In 2002 the BMT was great. I finished 3rd but the most memorable part was finally
skiing with the top group and enjoying it. I have never hung on like that before.
I also had a great day at the 30k classic at US Natl. in Bozeman. I went out
way too slow and by the time I realized I had way to much energy left it was
too late, the race was over. It is a rare day to feel so strong.

How do you deal with bad races?
Bad races just become part of the lore, you know sitting around talking with
friends about the horror of a certain event. There is always a reason why a
race goes bad and if you can figure out that reason you may be lucky enough
to not have to repeat it. All races give you experience and there is something
gained even from a bad race. I say having a bad race and facing it honestly
must be good for your character!!!

What are your racing goals for the upcoming season?
My race goals are always huge in the summer and then as reality and traveling
approach they get trimmed down. I would like to do the Soldier Hollow Nor-Ams,
US Nationals, and World Master’s in Norway. If I can get my shoulder happy
I will probably do the BMT and the Rendezvous again this year as well. Of course
barring no snow I will also be in West Yellowstone at Thanksgiving, talk about
nostalgia my first camp there was in l979. Now it is not a camp but a family
vacation.

Can you tell a bit about your training philosophy?
My training is always geared around two main workouts a week, one long run of
2 hours or more, one pace or interval work out usually running in the summer
with the pace being a road race. I am still shooting for pr’s in running
even at my age.

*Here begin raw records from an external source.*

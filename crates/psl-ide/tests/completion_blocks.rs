//! Completion at the top level and inside datasource and generator blocks.

mod common;
use common::*;

// =============================================================================
// Top Level
// =============================================================================

#[test]
fn test_empty_document_offers_base_blocks() {
    check(
        "|",
        expect![[r#"
isIncomplete: false
Class datasource
Class generator
Class model
Class enum
"#]],
    );
}

#[test]
fn test_whitespace_document_offers_base_blocks() {
    assert_eq!(labels("  \n\n  |"), ["datasource", "generator", "model", "enum"]);
}

#[test]
fn test_mongodb_adds_composite_types() {
    let source = r#"datasource db {
  provider = "mongodb"
}
|"#;
    assert_eq!(
        labels(source),
        ["datasource", "generator", "model", "enum", "type"]
    );
}

#[test]
fn test_sqlite_has_no_enums() {
    let source = r#"datasource db {
  provider = "sqlite"
}

|"#;
    assert_eq!(labels(source), ["datasource", "generator", "model"]);
}

#[test]
fn test_views_preview_feature_adds_view() {
    let source = r#"generator client {
  provider        = "prisma-client-js"
  previewFeatures = ["views"]
}

|"#;
    assert_eq!(
        labels(source),
        ["datasource", "generator", "model", "enum", "view"]
    );
}

#[test]
fn test_commented_preview_feature_is_ignored() {
    let source = r#"generator client {
  provider        = "prisma-client-js"
  // previewFeatures = ["views"]
}

|"#;
    assert_eq!(labels(source), ["datasource", "generator", "model", "enum"]);
}

#[test]
fn test_partial_keyword_after_closed_block() {
    let source = "model A {\n  id Int @id\n}\nmo|";
    assert_eq!(labels(source), ["datasource", "generator", "model", "enum"]);
}

#[test]
fn test_block_header_and_comments_have_no_context() {
    check("model Us|er {\n}\n", expect![[r#"
none
"#]]);
    check("// mo|", expect![[r#"
none
"#]]);
    assert!(completions("model |").is_none());
}

// =============================================================================
// Datasource
// =============================================================================

#[test]
fn test_datasource_keys() {
    check(
        "datasource db {\n  |\n}\n",
        expect![[r#"
isIncomplete: false
Field provider
Field url
Field shadowDatabaseUrl
Field directUrl
Field relationMode
"#]],
    );
}

#[test]
fn test_datasource_keys_skip_declared_and_follow_provider() {
    let source = r#"datasource db {
  provider = "postgresql"
  url      = env("DATABASE_URL")
  |
}"#;
    assert_eq!(
        labels(source),
        ["shadowDatabaseUrl", "directUrl", "relationMode", "schemas"]
    );
}

#[test]
fn test_postgres_extensions_need_preview_feature() {
    let source = r#"generator client {
  provider        = "prisma-client-js"
  previewFeatures = ["postgresqlExtensions"]
}

datasource db {
  provider = "postgresql"
  |
}"#;
    assert_eq!(
        labels(source),
        [
            "url",
            "shadowDatabaseUrl",
            "directUrl",
            "relationMode",
            "extensions",
            "schemas"
        ]
    );
}

#[test]
fn test_provider_value_is_an_open_set() {
    check(
        "datasource db {\n  provider = |\n}\n",
        expect![[r#"
isIncomplete: true
Property ""
"#]],
    );
    check(
        "datasource db {\n  provider = \"|\"\n}\n",
        expect![[r#"
isIncomplete: true
Constant mysql
Constant postgresql
Constant sqlite
Constant sqlserver
Constant mongodb
Constant cockroachdb
"#]],
    );
}

#[test]
fn test_url_values() {
    check(
        "datasource db {\n  url = |\n}\n",
        expect![[r#"
isIncomplete: false
Property env()
Property ""
"#]],
    );
    check(
        "datasource db {\n  url = env(\"|\")\n}\n",
        expect![[r#"
isIncomplete: false
Constant DATABASE_URL
"#]],
    );
    assert_eq!(
        labels("datasource db {\n  shadowDatabaseUrl = env(\"|\n}\n"),
        ["SHADOW_DATABASE_URL"]
    );
}

#[test]
fn test_relation_mode_values() {
    check(
        "datasource db {\n  relationMode = |\n}\n",
        expect![[r#"
isIncomplete: false
Field "foreignKeys"
Field "prisma"
"#]],
    );
    assert_eq!(
        labels("datasource db {\n  relationMode = \"|\"\n}\n"),
        ["foreignKeys", "prisma"]
    );
}

#[test]
fn test_complete_value_has_no_context() {
    assert!(completions("datasource db {\n  provider = \"mysql\" |\n}\n").is_none());
    assert!(completions("datasource db {\n  // provider = |\n}\n").is_none());
}

// =============================================================================
// Generator
// =============================================================================

#[test]
fn test_generator_needs_provider_first() {
    assert_eq!(labels("generator client {\n  |\n}\n"), ["provider"]);
}

#[test]
fn test_generator_keys_follow_provider() {
    let source = r#"generator client {
  provider = "prisma-client-js"
  output   = "./client"
  |
}"#;
    assert_eq!(
        labels(source),
        ["previewFeatures", "engineType", "binaryTargets"]
    );

    let source = r#"generator client {
  provider = "prisma-client"
  |
}"#;
    assert_eq!(
        labels(source),
        [
            "previewFeatures",
            "output",
            "runtime",
            "moduleFormat",
            "generatedFileExtension",
            "importFileExtension"
        ]
    );

    let source = r#"generator docs {
  provider = "prisma-docs-generator"
  |
}"#;
    assert_eq!(labels(source), ["previewFeatures", "output"]);
}

#[test]
fn test_generator_provider_values() {
    check(
        "generator client {\n  provider = \"|\"\n}\n",
        expect![[r#"
isIncomplete: true
Constant prisma-client-js
Constant prisma-client
"#]],
    );
}

#[test]
fn test_generator_literal_sets_are_open() {
    let source = r#"generator client {
  provider     = "prisma-client"
  moduleFormat = "|"
}"#;
    check(
        source,
        expect![[r#"
isIncomplete: true
Constant esm
Constant cjs
"#]],
    );

    let source = r#"generator client {
  provider = "prisma-client"
  runtime  = |
}"#;
    check(
        source,
        expect![[r#"
isIncomplete: true
Property ""
"#]],
    );
}

#[test]
fn test_engine_type_only_for_client_js() {
    let source = r#"generator client {
  provider   = "prisma-client-js"
  engineType = "|"
}"#;
    assert_eq!(labels(source), ["library", "binary", "client"]);

    let source = r#"generator client {
  provider   = "prisma-client"
  engineType = "|"
}"#;
    let list = completions(source).unwrap();
    assert!(list.items.is_empty());
    assert!(!list.is_incomplete);
}

#[test]
fn test_preview_features_skip_listed() {
    let source = r#"generator client {
  provider        = "prisma-client-js"
  previewFeatures = ["views", "metrics", |]
}"#;
    check(
        source,
        expect![[r#"
isIncomplete: true
Constant driverAdapters
Constant fullTextIndex
Constant fullTextSearchPostgres
Constant multiSchema
Constant nativeDistinct
Constant postgresqlExtensions
Constant relationJoins
Constant shardKeys
Constant strictUndefinedChecks
Constant typedSql
"#]],
    );
}

#[test]
fn test_binary_targets_skip_listed() {
    let source = r#"generator client {
  provider      = "prisma-client-js"
  binaryTargets = ["native", "|"]
}"#;
    let list = completions(source).unwrap();
    assert!(list.is_incomplete);
    let labels: Vec<_> = list.labels().collect();
    assert!(!labels.contains(&"native"));
    assert!(labels.contains(&"debian-openssl-3.0.x"));
}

During my young days I did very little speed running and by
body was not built like it is today so running is truly a kick and it is a high
for me to improve my road times. As fall approaches I will do roller ski intervals
instead of running. I do easy runs and roller skis to fill in the days between
the hard workouts. I also usually take two days off a week, I can’t do
7 work outs a week anymore. I also say I am going to lift weights again this
fall, but I’ll probably use my shoulder as an excuse to stay out of the
gym. I hate strength workouts.

What changes will you be making to your training plan from last year?

What workouts last year? last year was a no year and I am pretending it didn’t
happen, so humor me.

What is your favorite workout?
My favorite workout is a 4 to 6 hour run hike in the tetons. Two of my favorites
are running from the Tram at Jackson Hole Ski Area to Jenny Lake in Grand Teton
and the Paintbrush Divide loop in Grand Teton.

If you had to eat lunch at a fast-food restaurant, where would you go and
what would you order?

I do eat lunch at fast food restaurants mainly because my daughter demands it.
She is a chicken nugget fan and likes the McDonald ones best so I end up with
a Big Mac and am usually hungry again two hours later, what do they put into
those things?

Can you give us a single piece of advice for aspiring skiers?
It has to be fun but fun can be defined in many ways. I think fun encompasses
seeing improvement, pushing yourself beyond comfortable boundaries, enjoying
the struggle. The hardest and most important thing a coach can do for a junior
racer is helping them enjoy the whole experience from the training to the racing.